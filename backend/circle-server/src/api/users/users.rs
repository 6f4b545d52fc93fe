//! User search handler

use crate::{ApiError, ApiResult, AppState, AuthenticatedUser, SearchQuery, SearchResponse};

use circle_core::{ErrorLocation, QueryService};

use std::panic::Location;

use axum::{
    Json,
    extract::{Query, State},
};

/// GET /api/v1/search?q=&page=
pub async fn search_users(
    State(state): State<AppState>,
    AuthenticatedUser(ctx): AuthenticatedUser,
    Query(query): Query<SearchQuery>,
) -> ApiResult<Json<SearchResponse>> {
    let page = match query.page.as_deref() {
        None => 1,
        Some(raw) => raw.trim().parse::<u32>().map_err(|_| ApiError::Validation {
            message: format!("page must be a positive integer, got '{}'", raw),
            field: Some("page".to_string()),
            location: ErrorLocation::from(Location::caller()),
        })?,
    };

    let queries = QueryService::new(state.users.as_ref(), state.friend_requests.as_ref());
    let results = queries.search_users(query.q.as_deref(), page).await?;

    log::debug!(
        "User {} searched, {} matches on page {}",
        ctx.user_id,
        results.total,
        results.page
    );

    Ok(Json(results.into()))
}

==================================================

WORK REQUIRED:
In the listing above, find every line with the word "page" and copy it out.

WRITTEN ANSWER:
/// GET /api/v1/search?q=&page=
    let page = match query.page.as_deref() {
            message: format!("page must be a positive integer, got '{}'", raw),
            field: Some("page".to_string()),
    let results = queries.search_users(query.q.as_deref(), page).await?;
        "User {} searched, {} matches on page {}",
        results.page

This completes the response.